Series: Star Trek: The Next Generation
Season 3, Episode 8
Original Air Date: November 13, 1989
|via Memory Alpha|
The Barzans have discovered what they believe to be a stable wormhole and are selling off the rights to control it. The Federation is one of several bidders and the Enterprise is hosting the negotiations. One of the delegates, Devinoni Ral, representing the Chrysalians, is instantly drawn to Troi and she to him.
The wormhole story is interesting, but this is a Troi episode at its heart. Deanna Troi can be a challenging character. Most of the blame goes on the writers who rarely gave her quality material. I also feel that of all of the principals, Marina Sirtis was the actor who took the longest to settle into her character. Mind you, the writing could also have had a lot to do with that. Good writing will save poor acting far more often than the other way around. All of that said, I generally like the Troi stories. In the better ones, she's given lots of room to be a real person. She is a professional woman trying to find and defend her sense of self in the face of an overbearing mother and the stifling culture she represents and, as in this story, in the face of her lovers. Men fall in love with her at the drop of a hat and it's certainly not difficult to understand why. She is intelligent, compassionate and undeniably beautiful - an irresistible balance of confident and vulnerable. To her credit, she never surrenders herself completely to any of them. I have known a lot of women who live similar dilemmas every day of their lives. This is the Deanna Troi I enjoy the most.

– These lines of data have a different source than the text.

//! Prometheus metrics for the API server.

use std::time::Instant;

use axum::body::Body;
use axum::http::{Request, Response};
use axum::middleware::Next;
use metrics::{counter, gauge, histogram};
use metrics_exporter_prometheus::{BuildError, PrometheusBuilder, PrometheusHandle};

/// Install the Prometheus recorder.
/// Returns a handle that can be used to render metrics.
pub fn init_metrics() -> Result<PrometheusHandle, BuildError> {
    PrometheusBuilder::new().install_recorder()
}

/// Metric names as constants for consistency.
pub mod names {
    // HTTP metrics
    pub const HTTP_REQUESTS_TOTAL: &str = "rooftop_http_requests_total";
    pub const HTTP_REQUEST_DURATION_SECONDS: &str = "rooftop_http_request_duration_seconds";
    pub const HTTP_REQUESTS_IN_FLIGHT: &str = "rooftop_http_requests_in_flight";

    // Analysis metrics
    pub const ANALYSES_TOTAL: &str = "rooftop_analyses_total";
    pub const VISION_DURATION_SECONDS: &str = "rooftop_vision_duration_seconds";

    // Rate limiting metrics
    pub const RATE_LIMIT_HITS_TOTAL: &str = "rooftop_rate_limit_hits_total";
}

/// Known routes; anything else is reported as "other".
const KNOWN_PATHS: &[&str] = &[
    "/health",
    "/healthz",
    "/ready",
    "/metrics",
    "/api/analyze",
    "/api/estimate",
    "/api/assumptions",
];

/// Record an HTTP request.
pub fn record_http_request(method: &str, path: &str, status: u16, duration_secs: f64) {
    let labels = [
        ("method", method.to_string()),
        ("path", sanitize_path(path).to_string()),
        ("status", status.to_string()),
    ];

    counter!(names::HTTP_REQUESTS_TOTAL, &labels).increment(1);
    histogram!(names::HTTP_REQUEST_DURATION_SECONDS, &labels).record(duration_secs);
}

/// Record one vision analysis and how long the external call took.
pub fn record_analysis(outcome: &str, duration_secs: f64) {
    let labels = [("outcome", outcome.to_string())];
    counter!(names::ANALYSES_TOTAL, &labels).increment(1);
    histogram!(names::VISION_DURATION_SECONDS, &labels).record(duration_secs);
}

/// Record rate limit hit.
pub fn record_rate_limit_hit(endpoint: &str) {
    let labels = [("endpoint", sanitize_path(endpoint).to_string())];
    counter!(names::RATE_LIMIT_HITS_TOTAL, &labels).increment(1);
}

/// Bound label cardinality to the routes the server actually serves.
fn sanitize_path(path: &str) -> &str {
    KNOWN_PATHS
        .iter()
        .find(|known| **known == path)
        .copied()
        .unwrap_or("other")
}

/// Metrics middleware for HTTP requests.
pub async fn metrics_middleware(request: Request<Body>, next: Next) -> Response<Body> {
    let method = request.method().to_string();
    let path = request.uri().path().to_string();
    let start = Instant::now();

    gauge!(names::HTTP_REQUESTS_IN_FLIGHT).increment(1.0);

    let response = next.run(request).await;

    gauge!(names::HTTP_REQUESTS_IN_FLIGHT).decrement(1.0);

    let status = response.status().as_u16();
    let duration = start.elapsed().as_secs_f64();

    record_http_request(&method, &path, status, duration);

    response
}
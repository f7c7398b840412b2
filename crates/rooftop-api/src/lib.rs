//! Axum HTTP API for rooftop solar analysis.
//!
//! This crate provides:
//! - Image upload and analysis endpoint
//! - Offline estimate endpoint for a supplied analysis record
//! - Rate limiting, security headers and request logging
//! - Prometheus metrics

pub mod config;
pub mod error;
pub mod handlers;
pub mod logging;
pub mod metrics;
pub mod middleware;
pub mod pipeline;
pub mod routes;
pub mod state;

pub use config::ApiConfig;
pub use error::{ApiError, ApiResult};
pub use pipeline::{run_analysis, AnalysisOutcome};
pub use routes::create_router;
pub use state::AppState;
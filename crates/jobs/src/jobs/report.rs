//! Weekly report job: aggregate customer, order, and revenue totals.
//!
//! Designed for a weekly cadence (e.g. Monday morning) on the external
//! scheduler. Unlike the other jobs it produces a human-readable result
//! value; failures become a failed outcome string, never a raised error.

use std::fmt;
use std::io;

use tracing::{info, warn};

use crate::graphql::CrmClient;
use crate::joblog::{JobLog, event_timestamp};

/// Default log file name under the configured log directory.
pub const LOG_FILE: &str = "crm_report_log.txt";

/// Result value of a report run.
#[derive(Debug, Clone, PartialEq)]
pub enum ReportOutcome {
    /// The report was generated and logged.
    Generated {
        /// Total customer count.
        customers: i64,
        /// Total order count.
        orders: i64,
        /// Sum of all order totals; 0.0 with no orders.
        revenue: f64,
    },
    /// The service call failed; the message was appended to the log.
    Failed(String),
}

impl fmt::Display for ReportOutcome {
    fn fmt(&self, f: &mut fmt::Formatter<'_>) -> fmt::Result {
        match self {
            Self::Generated {
                customers,
                orders,
                revenue,
            } => write!(
                f,
                "Report generated: {customers} customers, {orders} orders, {revenue} revenue"
            ),
            Self::Failed(msg) => write!(f, "{msg}"),
        }
    }
}

/// Run the weekly report.
///
/// # Errors
///
/// Returns an error only if appending to the log fails.
pub async fn run(client: &CrmClient, log: &JobLog) -> io::Result<ReportOutcome> {
    let ts = event_timestamp();

    match client.stats().await {
        Ok(stats) => {
            log.append(&format!(
                "{ts} - Report: {} customers, {} orders, {} revenue",
                stats.total_customers, stats.total_orders, stats.total_revenue
            ))?;
            info!(
                customers = stats.total_customers,
                orders = stats.total_orders,
                revenue = stats.total_revenue,
                "weekly report generated"
            );
            Ok(ReportOutcome::Generated {
                customers: stats.total_customers,
                orders: stats.total_orders,
                revenue: stats.total_revenue,
            })
        }
        Err(e) => {
            let msg = format!("Error generating CRM report: {e}");
            log.append(&format!("{ts} - Error: {msg}"))?;
            warn!(error = %e, "weekly report failed");
            Ok(ReportOutcome::Failed(msg))
        }
    }
}
//! Client for the CRM Query/Mutation Service.
//!
//! # Architecture
//!
//! - Uses the `graphql-client` crate for type-safe GraphQL operations
//! - The service is external; requests go over plain HTTP via `reqwest`
//! - Every call is a single round-trip, no retries, no client-side state
//!
//! # Error taxonomy
//!
//! [`CrmError`] distinguishes transport failures (connection refused,
//! timeout), service failures (non-2xx status, GraphQL errors array),
//! and data-shape failures (unparseable response fields). The per-job
//! propagation policy lives with the jobs, not here.

mod client;
mod conversions;
pub mod queries;
mod types;

pub use client::CrmClient;
pub use types::{CrmStats, LowStockUpdate, OrderReminder};

use thiserror::Error;

/// Errors that can occur when talking to the Query/Mutation Service.
#[derive(Debug, Error)]
pub enum CrmError {
    /// HTTP request failed (connection refused, timeout, DNS).
    #[error("transport error: {0}")]
    Transport(#[from] reqwest::Error),

    /// The service answered with a non-success HTTP status.
    #[error("GraphQL request failed with status: {0}")]
    Status(u16),

    /// The response carried a GraphQL errors array.
    #[error("GraphQL errors: {}", format_graphql_errors(.0))]
    GraphQL(Vec<GraphQLError>),

    /// The response body was not valid JSON for the expected shape.
    #[error("JSON parse error: {0}")]
    Parse(#[from] serde_json::Error),

    /// A response field was missing or held an unusable value.
    #[error("unexpected response shape: {0}")]
    DataShape(String),
}

/// A single error from a GraphQL response's errors array.
#[derive(Debug, Clone)]
pub struct GraphQLError {
    /// Error message.
    pub message: String,
    /// Path to the failing field, as JSON values.
    pub path: Vec<serde_json::Value>,
}

fn format_graphql_errors(errors: &[GraphQLError]) -> String {
    if errors.is_empty() {
        return "(no error details provided)".to_owned();
    }

    errors
        .iter()
        .map(|e| {
            if e.path.is_empty() {
                e.message.clone()
            } else {
                let path = e
                    .path
                    .iter()
                    .map(|p| match p {
                        serde_json::Value::String(s) => s.clone(),
                        other => other.to_string(),
                    })
                    .collect::<Vec<_>>()
                    .join(".");
                format!("{} (at {path})", e.message)
            }
        })
        .collect::<Vec<_>>()
        .join("; ")
}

Ral, on the other hand, borders on unwatchable: smarmy, arrogant, deceitful. I find her sexual attraction to him entirely convincing but I cheer the moment when she finally sees through his bullshit.
Matt McCoy (Ral) was born May 20, 1958 in Austin, Texas, though he grew up in Bethesda, Maryland, my part of the world. I had good friends who graduated from his alma mater, Walter Johnson High School. He attended the University of Maryland while working at Harlequin Dinner Theater in Rockville. My buddy Game Designer worked there one summer, too. McCoy ultimately graduated from Neighborhood Playhouse School of the Theatre in New York City.
McCoy has had a long and active career since the late '70s. He is best known for three roles: Michael Bartel in The Hand That Rocks the Cradle (in which John de Lancie also appears), Sgt. Nick Lassard in the Police Academy film franchise and Lloyd Braun in Seinfeld. Writing is everything. Lloyd, one of Elaine's temporary flames, is every bit as smarmy as Ral but it plays much better within context.
Something very important happened between the airing of the previous episode and this one: the Berlin Wall came down. After 9/11, it was probably the most memorable historical event of my lifetime. It didn't seem possible. My family and I had visited East Berlin only five years before and the facts of the Wall, the Iron Curtain and the paranoia surrounding felt inevitable and permanent. Suddenly, it was all over. The Cold War was on its last legs.
This matters for Star Trek, largely conceived as a philosophical response to Cold War policies and attitudes. How would the show adjust to the geopolitical shifts?
Sadly, we know in hindsight that all hell would soon break loose in the Balkans. The sudden destabilization wreaked havoc in several far flung pockets. Many problems got easier. Others got a lot more complicated. There would be plenty of material for allegorical science fiction. But for an all too brief moment, there was hope.